[Collected data entries]

+--

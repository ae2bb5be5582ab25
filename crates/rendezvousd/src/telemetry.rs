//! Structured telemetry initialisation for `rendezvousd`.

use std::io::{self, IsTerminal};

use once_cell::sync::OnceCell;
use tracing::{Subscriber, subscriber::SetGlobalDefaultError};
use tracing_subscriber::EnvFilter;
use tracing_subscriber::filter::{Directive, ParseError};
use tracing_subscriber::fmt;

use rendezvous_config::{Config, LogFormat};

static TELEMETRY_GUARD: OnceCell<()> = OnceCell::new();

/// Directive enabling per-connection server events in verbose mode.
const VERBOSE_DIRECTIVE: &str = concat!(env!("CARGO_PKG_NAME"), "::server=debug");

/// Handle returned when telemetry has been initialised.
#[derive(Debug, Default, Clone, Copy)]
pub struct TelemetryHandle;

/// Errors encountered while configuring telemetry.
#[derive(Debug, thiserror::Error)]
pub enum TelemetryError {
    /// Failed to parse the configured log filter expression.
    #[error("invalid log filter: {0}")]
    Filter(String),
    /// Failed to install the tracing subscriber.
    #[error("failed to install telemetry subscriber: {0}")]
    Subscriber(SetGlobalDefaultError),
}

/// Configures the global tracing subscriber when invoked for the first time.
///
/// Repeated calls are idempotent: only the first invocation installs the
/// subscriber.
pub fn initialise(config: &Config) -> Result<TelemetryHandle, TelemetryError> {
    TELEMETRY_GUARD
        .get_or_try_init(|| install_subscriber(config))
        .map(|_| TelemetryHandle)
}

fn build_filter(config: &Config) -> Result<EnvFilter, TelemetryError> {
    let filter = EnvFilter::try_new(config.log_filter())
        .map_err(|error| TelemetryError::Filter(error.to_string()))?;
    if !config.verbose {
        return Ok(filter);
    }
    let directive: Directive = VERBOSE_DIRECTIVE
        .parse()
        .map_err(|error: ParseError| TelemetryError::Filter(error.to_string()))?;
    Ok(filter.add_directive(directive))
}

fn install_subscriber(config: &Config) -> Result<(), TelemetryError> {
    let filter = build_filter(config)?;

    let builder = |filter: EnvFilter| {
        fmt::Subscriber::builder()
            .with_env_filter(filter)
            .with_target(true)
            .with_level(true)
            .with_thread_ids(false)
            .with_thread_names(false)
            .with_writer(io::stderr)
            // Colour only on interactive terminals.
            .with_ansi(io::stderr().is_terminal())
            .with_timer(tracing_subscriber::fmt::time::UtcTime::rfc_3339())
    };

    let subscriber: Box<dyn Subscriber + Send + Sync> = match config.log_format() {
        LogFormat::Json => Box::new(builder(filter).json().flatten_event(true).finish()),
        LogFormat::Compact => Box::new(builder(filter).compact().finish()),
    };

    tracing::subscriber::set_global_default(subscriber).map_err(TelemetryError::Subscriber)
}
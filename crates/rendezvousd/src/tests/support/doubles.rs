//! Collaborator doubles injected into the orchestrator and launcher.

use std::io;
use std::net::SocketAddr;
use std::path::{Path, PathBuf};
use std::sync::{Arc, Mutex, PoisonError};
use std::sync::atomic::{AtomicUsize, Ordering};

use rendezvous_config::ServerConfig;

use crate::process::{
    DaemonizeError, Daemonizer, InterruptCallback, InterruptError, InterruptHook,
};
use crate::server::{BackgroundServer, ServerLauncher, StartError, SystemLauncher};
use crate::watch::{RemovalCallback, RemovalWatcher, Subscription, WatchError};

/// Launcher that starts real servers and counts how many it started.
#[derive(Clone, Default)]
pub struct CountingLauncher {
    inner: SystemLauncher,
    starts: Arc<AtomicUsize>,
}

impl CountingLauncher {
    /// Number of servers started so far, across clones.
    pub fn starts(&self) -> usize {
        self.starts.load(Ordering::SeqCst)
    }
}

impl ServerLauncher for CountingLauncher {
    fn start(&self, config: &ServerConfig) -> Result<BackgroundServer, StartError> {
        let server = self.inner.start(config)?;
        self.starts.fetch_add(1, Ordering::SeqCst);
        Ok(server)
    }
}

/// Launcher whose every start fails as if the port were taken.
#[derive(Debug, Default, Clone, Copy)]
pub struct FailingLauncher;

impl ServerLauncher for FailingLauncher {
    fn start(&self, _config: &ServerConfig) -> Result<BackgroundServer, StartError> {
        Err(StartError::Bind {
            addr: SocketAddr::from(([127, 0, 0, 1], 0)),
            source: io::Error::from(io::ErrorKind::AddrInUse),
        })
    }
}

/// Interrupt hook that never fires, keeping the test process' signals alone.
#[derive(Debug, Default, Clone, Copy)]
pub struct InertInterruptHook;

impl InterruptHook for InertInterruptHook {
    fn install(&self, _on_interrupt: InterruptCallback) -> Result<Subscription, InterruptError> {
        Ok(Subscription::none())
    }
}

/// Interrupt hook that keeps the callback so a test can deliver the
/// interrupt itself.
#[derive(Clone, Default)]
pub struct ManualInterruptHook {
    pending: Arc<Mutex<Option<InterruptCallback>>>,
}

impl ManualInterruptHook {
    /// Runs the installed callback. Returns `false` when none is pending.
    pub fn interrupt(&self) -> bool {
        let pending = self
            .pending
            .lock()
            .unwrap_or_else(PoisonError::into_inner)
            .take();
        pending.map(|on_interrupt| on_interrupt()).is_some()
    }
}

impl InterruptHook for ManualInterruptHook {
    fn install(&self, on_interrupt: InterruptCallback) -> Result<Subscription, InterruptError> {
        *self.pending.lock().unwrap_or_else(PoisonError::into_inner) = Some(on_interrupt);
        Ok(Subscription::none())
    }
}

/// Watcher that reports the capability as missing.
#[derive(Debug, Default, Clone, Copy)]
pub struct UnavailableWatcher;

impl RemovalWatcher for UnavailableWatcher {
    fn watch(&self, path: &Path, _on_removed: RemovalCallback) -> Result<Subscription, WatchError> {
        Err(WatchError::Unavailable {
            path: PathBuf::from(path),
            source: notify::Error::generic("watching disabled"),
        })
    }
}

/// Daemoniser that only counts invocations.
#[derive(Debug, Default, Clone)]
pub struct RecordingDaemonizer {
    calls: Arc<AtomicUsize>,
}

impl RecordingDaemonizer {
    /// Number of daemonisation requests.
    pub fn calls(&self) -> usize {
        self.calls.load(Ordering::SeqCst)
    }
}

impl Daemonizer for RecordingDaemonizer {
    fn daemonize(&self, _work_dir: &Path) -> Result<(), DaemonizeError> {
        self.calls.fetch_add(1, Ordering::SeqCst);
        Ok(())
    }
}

+--

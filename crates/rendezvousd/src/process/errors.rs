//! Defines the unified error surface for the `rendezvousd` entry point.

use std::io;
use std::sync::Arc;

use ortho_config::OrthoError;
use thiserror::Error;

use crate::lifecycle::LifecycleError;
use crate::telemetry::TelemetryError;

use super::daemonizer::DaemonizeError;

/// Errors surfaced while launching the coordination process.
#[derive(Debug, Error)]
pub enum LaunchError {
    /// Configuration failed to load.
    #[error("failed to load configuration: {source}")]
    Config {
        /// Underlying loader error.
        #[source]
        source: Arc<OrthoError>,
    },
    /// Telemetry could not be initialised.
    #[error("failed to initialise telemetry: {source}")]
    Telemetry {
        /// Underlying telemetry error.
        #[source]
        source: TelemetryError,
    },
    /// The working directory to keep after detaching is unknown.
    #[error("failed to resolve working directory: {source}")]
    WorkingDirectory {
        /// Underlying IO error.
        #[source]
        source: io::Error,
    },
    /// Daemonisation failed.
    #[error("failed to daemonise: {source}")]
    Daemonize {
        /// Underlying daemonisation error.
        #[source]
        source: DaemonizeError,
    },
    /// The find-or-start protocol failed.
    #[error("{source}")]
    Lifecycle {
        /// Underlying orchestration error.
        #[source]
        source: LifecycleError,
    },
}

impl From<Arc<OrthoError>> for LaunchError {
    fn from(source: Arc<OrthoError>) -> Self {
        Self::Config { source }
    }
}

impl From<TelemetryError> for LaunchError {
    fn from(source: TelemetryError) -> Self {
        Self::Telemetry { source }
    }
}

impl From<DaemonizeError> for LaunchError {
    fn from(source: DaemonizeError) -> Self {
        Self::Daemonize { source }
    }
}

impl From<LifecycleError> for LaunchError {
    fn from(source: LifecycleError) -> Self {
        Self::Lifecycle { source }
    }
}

+--

Exercise: What is needed is an exact copy of the lines above, from the one containing "port were taken." through the one containing "fn start(&self, _config: &ServerConfig)", with nothing added.

Output of the task:
/// Launcher whose every start fails as if the port were taken.
#[derive(Debug, Default, Clone, Copy)]
pub struct FailingLauncher;

impl ServerLauncher for FailingLauncher {
    fn start(&self, _config: &ServerConfig) -> Result<BackgroundServer, StartError> {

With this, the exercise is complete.